How much of your life should the government control? Should government entities have the power to control the color of your house, the number of bedrooms in it, and the decorative elements of it? Up until recently, local governments had the power to control each of these aspects of your home.
Last week, the Utah legislature met in a special session to consider a host of topics from drought conditions to mask mandates. But one bill that has been overlooked and underrated is H.B. 1003 sponsored by Representative Paul Ray.
H.B. 1003 addresses building regulations which are instituted by local governments in Utah. The bill prohibits a municipality from imposing a requirement for a building design element on a one or two family dwelling.
Those design elements that were previously allowed to be regulated include: exterior color; type or style of exterior material; style of roof or porch; exterior ornamentation; design or placement of a window or door; design or placement of a garage door; the number of rooms; interior layout of a room; minimum square footage over 1,000 square feet, not including a garage; rear yard landscaping requirements; minimum building dimensions; and a requirement to install front yard fencing.
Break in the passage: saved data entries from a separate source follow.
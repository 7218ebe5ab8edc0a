//! Post-job archiving through an external 7z-compatible tool.
//!
//! Runs `<archiver> a -t7z <dest_root>.7z <dest_root>` once a job has
//! finished cleanly. The engine never calls this.

use std::ffi::OsString;
use std::path::{Path, PathBuf};
use std::process::Command;

use crate::error::{BackupError, Result};

pub const DEFAULT_ARCHIVER: &str = "7z";

/// `/backup/docs` archives to `/backup/docs.7z`, beside the tree it packs.
pub fn archive_path(dest_root: &Path) -> PathBuf {
    let mut name: OsString = dest_root.as_os_str().to_owned();
    name.push(".7z");
    PathBuf::from(name)
}

pub fn archive_destination(archiver: &str, dest_root: &Path) -> Result<PathBuf> {
    let target = archive_path(dest_root);

    let output = Command::new(archiver)
        .arg("a")
        .arg("-t7z")
        .arg(&target)
        .arg(dest_root)
        .output();

    match output {
        Ok(result) if result.status.success() => {
            tracing::info!(archive = %target.display(), "archived destination");
            Ok(target)
        }
        Ok(result) => {
            let stderr = String::from_utf8_lossy(&result.stderr);
            Err(BackupError::Archive(format!(
                "{archiver} failed for {}: {}",
                dest_root.display(),
                stderr.trim()
            )))
        }
        Err(e) => Err(BackupError::Archive(format!("failed to run {archiver}: {e}"))),
    }
}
All these design elements are nonstructural and unrelated to safety yet were allowed to be managed by the government. Certainly, private Homeowners Associations can continue to regulate these things and deed restrictions can still impose restrictions, but prior to the passage of this legislation, a local government could impose arbitrary design requirements on any property.
Prohibiting local governments from making design choices for property owners is the right move for two reasons.
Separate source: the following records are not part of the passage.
//! Prompt composition for the completion service.
//!
//! The similarity scoring and success-rate assessment are delegated to the
//! model; these templates only lay out the candidate trade and the historical
//! batch as text.

use crate::domain::entities::trade::{CandidateTrade, Trade};
use std::fmt::Write;

/// Maximum number of historical trades included in a chat prompt.
pub const CHAT_HISTORY_LIMIT: usize = 50;

fn num(v: Option<f64>) -> String {
    match v {
        Some(n) => n.to_string(),
        None => "-".to_string(),
    }
}

fn trade_line(index: usize, t: &Trade) -> String {
    format!(
        "{}. {} | RR:{} | PnL:{} | {} | {} | SL:{} | {} | {} | {} | Mistakes:{} | Notes:{}",
        index + 1,
        t.position,
        num(t.risk_reward),
        num(t.pnl),
        t.confluences.join(","),
        t.sessions.join(","),
        num(t.stop_loss_pips),
        t.order_types.join(","),
        t.date,
        t.outcome,
        t.mistakes.join(","),
        t.notes,
    )
}

fn history_block(trades: &[Trade], limit: usize) -> String {
    let mut block = String::new();
    for (i, t) in trades.iter().take(limit).enumerate() {
        let _ = writeln!(block, "{}", trade_line(i, t));
    }
    block
}

pub fn analysis_prompt(candidate: &CandidateTrade, trades: &[Trade]) -> String {
    format!(
        "NEW TRADE:\n\
         Position: {position}\n\
         Session: {session}\n\
         Confluences: {confluences}\n\
         Order type: {order_type}\n\
         SL (pips): {sl}\n\
         Planned RR: {rr}\n\
         \n\
         TRADE HISTORY ({count} trades):\n\
         {history}\n\
         TASK:\n\
         - Compare the new trade with similar historical trades and estimate its success probability.\n\
         - Compute the risk:reward.\n\
         - Summarize the confluence factors and give a short verdict on the trade.\n\
         - Answer briefly and clearly.",
        position = candidate.position,
        session = candidate.session,
        confluences = candidate.confluences.join(", "),
        order_type = candidate.order_type,
        sl = num(candidate.stop_loss_pips),
        rr = num(candidate.risk_reward),
        count = trades.len(),
        history = history_block(trades, trades.len()),
    )
}

pub fn chat_prompt(question: &str, trades: &[Trade]) -> String {
    format!(
        "USER QUESTION: {question}\n\
         \n\
         TRADE DATABASE ({count} trades):\n\
         {history}\n\
         TASK:\n\
         Answer the user's question from the historical trading data.\n\
         Be concrete; use numbers and statistics from the data.\n\
         If the question needs a success rate, PnL, or another metric, do the computation.\n\
         If the question is not about the trading data, politely steer back to trading topics.\n\
         Answer clearly and structured, in at most 8 sentences.",
        count = trades.len(),
        history = history_block(trades, CHAT_HISTORY_LIMIT),
    )
}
Utah is in the midst of a housing crisis, and prices are hitting record-breaking highs. Burdensome requirements only add to the list of costs that are borne by a builder and then passed to the consumer. Eliminating these requirements has the potential to decrease the cost of building and purchasing a home.
But even if this change doesn’t result in large-scale savings for Utah families, it was still the right move. Government regulations should be created to protect the health and safety of a community — the color of a home or number of bedrooms in it impacts neither of those. This legislation moves Utah toward more principled governance.
Aesthetic design factors simply do not merit government force.